Using the records that follow, count the lines containing the word "server" and give that number only.

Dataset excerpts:
==================================================
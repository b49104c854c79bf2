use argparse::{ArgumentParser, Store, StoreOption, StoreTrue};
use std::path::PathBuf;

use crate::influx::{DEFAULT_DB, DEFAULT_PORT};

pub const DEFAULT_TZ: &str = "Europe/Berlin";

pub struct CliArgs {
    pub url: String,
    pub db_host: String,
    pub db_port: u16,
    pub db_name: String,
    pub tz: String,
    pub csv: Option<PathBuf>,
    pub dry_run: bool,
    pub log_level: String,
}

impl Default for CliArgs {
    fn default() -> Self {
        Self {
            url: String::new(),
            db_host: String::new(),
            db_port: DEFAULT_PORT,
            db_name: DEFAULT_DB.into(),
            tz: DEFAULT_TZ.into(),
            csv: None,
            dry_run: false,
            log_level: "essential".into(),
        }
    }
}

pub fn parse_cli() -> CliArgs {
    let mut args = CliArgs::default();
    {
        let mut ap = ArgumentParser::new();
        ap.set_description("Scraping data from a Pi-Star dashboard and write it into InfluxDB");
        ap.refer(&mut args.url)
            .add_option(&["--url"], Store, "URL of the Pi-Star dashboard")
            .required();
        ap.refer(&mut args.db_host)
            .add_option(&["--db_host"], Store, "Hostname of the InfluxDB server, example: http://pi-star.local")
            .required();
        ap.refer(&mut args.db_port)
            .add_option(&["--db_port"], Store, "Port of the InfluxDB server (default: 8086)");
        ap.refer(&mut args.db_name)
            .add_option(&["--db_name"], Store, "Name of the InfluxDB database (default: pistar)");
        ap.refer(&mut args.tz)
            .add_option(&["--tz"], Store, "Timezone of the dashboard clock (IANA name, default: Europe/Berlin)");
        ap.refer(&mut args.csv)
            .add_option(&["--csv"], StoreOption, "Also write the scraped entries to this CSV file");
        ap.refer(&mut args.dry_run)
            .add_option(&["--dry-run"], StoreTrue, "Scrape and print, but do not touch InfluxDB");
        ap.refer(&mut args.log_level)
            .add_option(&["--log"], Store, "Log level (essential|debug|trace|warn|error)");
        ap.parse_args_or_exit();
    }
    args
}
==================================================
THE ANSWER -
2